In retrospect it may have saved some of the Canadian made  CIL   Imperial/ Dominion cases that I have always thrown out instead of attempting to reload. They were poorly made and had other issues, but brittle brass was the worse attribute , with case neck splits being the standard expectation after a couple shots. I did start reloading in the 70’s with this stuff and a wonder I perservered

When Winchester brass became more common in Canada it , I used it almost exclusively and had great results with it. 

Also in retrospect annealing would have been a good idea , when forming to make brass out of a different parent case as Kirk suggests

I got away without using it because Imperial die was is a very good lube when applied in perfect proportion that got me by 

But my biggest claim to brass longevity is from minimal FLS re-sizing that work hardens brass

Initially when metallic cartridges were introduced there was big clearance to allow for black powder fowling.
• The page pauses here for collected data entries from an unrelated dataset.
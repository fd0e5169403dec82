//! Value model shared by filtering, ordering and projection.
//!
//! A record field is exposed to the engine as one of a closed set of
//! [`ValueKind`]s. Literals from a request are coerced to the kind of the
//! field they are compared against, so every comparison happens between
//! values of a known kind.

use crate::error::{Error, Result};
use chrono::{DateTime, NaiveDate, NaiveDateTime, Utc};
use serde::{Deserialize, Serialize};
use std::cmp::Ordering;
use std::fmt;

/// Primitive type category of a record field
#[derive(Debug, Clone, Copy, PartialEq, Eq, Hash, Serialize, Deserialize)]
pub enum ValueKind {
    /// Signed integers up to 64 bits
    Integer,
    /// Decimal or floating point numbers
    Float,
    /// UTF-8 text
    String,
    /// Date and time without a zone
    DateTime,
    /// `true` or `false`
    Boolean,
}

/// A single cell value.
///
/// Serializes untagged, so a row encodes as a plain JSON array. There is no
/// `Deserialize`: untagged text cannot tell a `String` from a `DateTime`.
#[derive(Debug, Clone, PartialEq, Serialize)]
#[serde(untagged)]
pub enum Value {
    /// Integer cell
    Integer(i64),
    /// Decimal or float cell
    Float(f64),
    /// Boolean cell
    Boolean(bool),
    /// Date/time cell, encoded as an ISO-8601 string
    DateTime(NaiveDateTime),
    /// Text cell
    String(String),
    /// Absent optional field or nested record
    Null,
}

const DATETIME_FORMATS: &[&str] = &["%Y-%m-%dT%H:%M:%S%.f", "%Y-%m-%d %H:%M:%S%.f"];

impl ValueKind {
    /// Convert literal text from a request into a value of this kind.
    pub fn coerce(self, literal: &str) -> Result<Value> {
        let text = literal.trim();
        let value = match self {
            ValueKind::Integer => text.parse::<i64>().ok().map(Value::Integer),
            ValueKind::Float => text
                .parse::<f64>()
                .ok()
                .filter(|f| f.is_finite())
                .map(Value::Float),
            // Strings are taken verbatim, whitespace included
            ValueKind::String => Some(Value::String(literal.to_string())),
            ValueKind::DateTime => parse_datetime(text).map(Value::DateTime),
            ValueKind::Boolean => match text.to_ascii_lowercase().as_str() {
                "true" => Some(Value::Boolean(true)),
                "false" => Some(Value::Boolean(false)),
                _ => None,
            },
        };

        value.ok_or_else(|| Error::coercion(literal, self))
    }

    /// Whether values of the two kinds can be compared with each other.
    pub fn is_comparable_with(self, other: ValueKind) -> bool {
        self == other || (self.is_numeric() && other.is_numeric())
    }

    fn is_numeric(self) -> bool {
        matches!(self, ValueKind::Integer | ValueKind::Float)
    }
}

fn parse_datetime(text: &str) -> Option<NaiveDateTime> {
    if let Ok(dt) = DateTime::parse_from_rfc3339(text) {
        return Some(dt.naive_utc());
    }
    for format in DATETIME_FORMATS {
        if let Ok(dt) = NaiveDateTime::parse_from_str(text, format) {
            return Some(dt);
        }
    }
    NaiveDate::parse_from_str(text, "%Y-%m-%d")
        .ok()
        .and_then(|d| d.and_hms_opt(0, 0, 0))
}

impl Value {
    /// Kind of this value, `None` for `Null`
    pub fn kind(&self) -> Option<ValueKind> {
        match self {
            Value::Integer(_) => Some(ValueKind::Integer),
            Value::Float(_) => Some(ValueKind::Float),
            Value::String(_) => Some(ValueKind::String),
            Value::DateTime(_) => Some(ValueKind::DateTime),
            Value::Boolean(_) => Some(ValueKind::Boolean),
            Value::Null => None,
        }
    }

    /// Whether this is `Null`
    pub fn is_null(&self) -> bool {
        matches!(self, Value::Null)
    }

    /// Equality as used by `=`, `!=` and `IN`.
    ///
    /// Integers and floats compare numerically. `Null` only equals `Null`.
    pub fn equals(&self, other: &Value) -> bool {
        match (self, other) {
            (Value::Null, Value::Null) => true,
            (Value::Null, _) | (_, Value::Null) => false,
            _ => self.partial_compare(other) == Some(Ordering::Equal),
        }
    }

    /// Natural ordering used by the relational operators.
    ///
    /// Returns `None` when either side is `Null` or the kinds are unrelated.
    pub fn partial_compare(&self, other: &Value) -> Option<Ordering> {
        match (self, other) {
            (Value::Integer(a), Value::Integer(b)) => Some(a.cmp(b)),
            (Value::Float(a), Value::Float(b)) => a.partial_cmp(b),
            (Value::Integer(a), Value::Float(b)) => compare_int_float(*a, *b),
            (Value::Float(a), Value::Integer(b)) => compare_int_float(*b, *a).map(Ordering::reverse),
            (Value::String(a), Value::String(b)) => Some(a.cmp(b)),
            (Value::DateTime(a), Value::DateTime(b)) => Some(a.cmp(b)),
            (Value::Boolean(a), Value::Boolean(b)) => Some(a.cmp(b)),
            _ => None,
        }
    }

    /// Total ordering used for sorting.
    ///
    /// `Null` sorts first; values of unrelated kinds order by kind.
    pub fn sort_cmp(&self, other: &Value) -> Ordering {
        match (self, other) {
            (Value::Float(a), Value::Float(b)) => a.total_cmp(b),
            (Value::Integer(a), Value::Float(b)) => {
                compare_int_float(*a, *b).unwrap_or_else(|| (*a as f64).total_cmp(b))
            }
            (Value::Float(a), Value::Integer(b)) => {
                compare_int_float(*b, *a)
                    .map(Ordering::reverse)
                    .unwrap_or_else(|| a.total_cmp(&(*b as f64)))
            }
            _ => self
                .partial_compare(other)
                .unwrap_or_else(|| self.rank().cmp(&other.rank())),
        }
    }

    fn rank(&self) -> u8 {
        match self {
            Value::Null => 0,
            Value::Boolean(_) => 1,
            Value::Integer(_) | Value::Float(_) => 2,
            Value::DateTime(_) => 3,
            Value::String(_) => 4,
        }
    }
}

/// Exact ordering of an integer against a float, `None` for NaN.
///
/// `i64 as f64` rounds above 2^53, so the float is truncated to an integer
/// instead and only its fractional part breaks ties.
fn compare_int_float(int: i64, float: f64) -> Option<Ordering> {
    // 2^63, the first float past i64::MAX
    const LIMIT: f64 = 9_223_372_036_854_775_808.0;

    if float.is_nan() {
        return None;
    }
    if float >= LIMIT {
        return Some(Ordering::Less);
    }
    if float < -LIMIT {
        return Some(Ordering::Greater);
    }

    let whole = float.trunc();
    match int.cmp(&(whole as i64)) {
        Ordering::Equal => whole.partial_cmp(&float),
        ordering => Some(ordering),
    }
}

impl fmt::Display for ValueKind {
    fn fmt(&self, f: &mut fmt::Formatter<'_>) -> fmt::Result {
        match self {
            ValueKind::Integer => write!(f, "Integer"),
            ValueKind::Float => write!(f, "Float"),
            ValueKind::String => write!(f, "String"),
            ValueKind::DateTime => write!(f, "DateTime"),
            ValueKind::Boolean => write!(f, "Boolean"),
        }
    }
}

impl fmt::Display for Value {
    fn fmt(&self, f: &mut fmt::Formatter<'_>) -> fmt::Result {
        match self {
            Value::Integer(i) => write!(f, "{}", i),
            Value::Float(fl) => write!(f, "{}", fl),
            Value::String(s) => write!(f, "{}", s),
            Value::DateTime(dt) => write!(f, "{}", dt.format("%Y-%m-%dT%H:%M:%S%.f")),
            Value::Boolean(b) => write!(f, "{}", b),
            Value::Null => write!(f, "NULL"),
        }
    }
}

/// Rust field types that can back a queryable record field.
pub trait FieldValue {
    /// The kind every value of this type reports
    const KIND: ValueKind;

    /// Convert into a cell value
    fn into_value(self) -> Value;
}

macro_rules! integer_field_value {
    ($($ty:ty),*) => {
        $(
            impl FieldValue for $ty {
                const KIND: ValueKind = ValueKind::Integer;

                fn into_value(self) -> Value {
                    Value::Integer(i64::from(self))
                }
            }
        )*
    };
}

integer_field_value!(i8, i16, i32, i64, u8, u16, u32);

impl FieldValue for f64 {
    const KIND: ValueKind = ValueKind::Float;

    fn into_value(self) -> Value {
        Value::Float(self)
    }
}

impl FieldValue for f32 {
    const KIND: ValueKind = ValueKind::Float;

    fn into_value(self) -> Value {
        Value::Float(f64::from(self))
    }
}

impl FieldValue for String {
    const KIND: ValueKind = ValueKind::String;

    fn into_value(self) -> Value {
        Value::String(self)
    }
}

impl FieldValue for bool {
    const KIND: ValueKind = ValueKind::Boolean;

    fn into_value(self) -> Value {
        Value::Boolean(self)
    }
}

impl FieldValue for NaiveDateTime {
    const KIND: ValueKind = ValueKind::DateTime;

    fn into_value(self) -> Value {
        Value::DateTime(self)
    }
}

impl FieldValue for NaiveDate {
    const KIND: ValueKind = ValueKind::DateTime;

    fn into_value(self) -> Value {
        self.and_hms_opt(0, 0, 0)
            .map(Value::DateTime)
            .unwrap_or(Value::Null)
    }
}

impl FieldValue for DateTime<Utc> {
    const KIND: ValueKind = ValueKind::DateTime;

    fn into_value(self) -> Value {
        Value::DateTime(self.naive_utc())
    }
}

impl<V: FieldValue> FieldValue for Option<V> {
    const KIND: ValueKind = V::KIND;

    fn into_value(self) -> Value {
        self.map(FieldValue::into_value).unwrap_or(Value::Null)
    }
}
This clearance was also needed in war to allow for mud and other debris getting in the chamber and life or death need to close the action to continue firing , function preceded accuracy , and also no thought of reloading here.

When smokeless came about , still  the clearance mentality continued for military cartridges and it also allowed for larger manufacturing tolerances in both chambering dimensions, and ammo fit

Factory ammo to this day is made smaller than the small end of chambering tolerances , and reloading dies having to cover the full range of chambers are made so that when screwed right down in your press for max re-size they make smaller cartridges than the smallest chamber specs in order to universally fit all. This makes these smallest and shortest cartridges  sloppy in even mid tolerance size chambers,  also increasing danger of case stretching and head separation , besides work hardening with needless oversizing in shoulder area (also reducing potential accuracy)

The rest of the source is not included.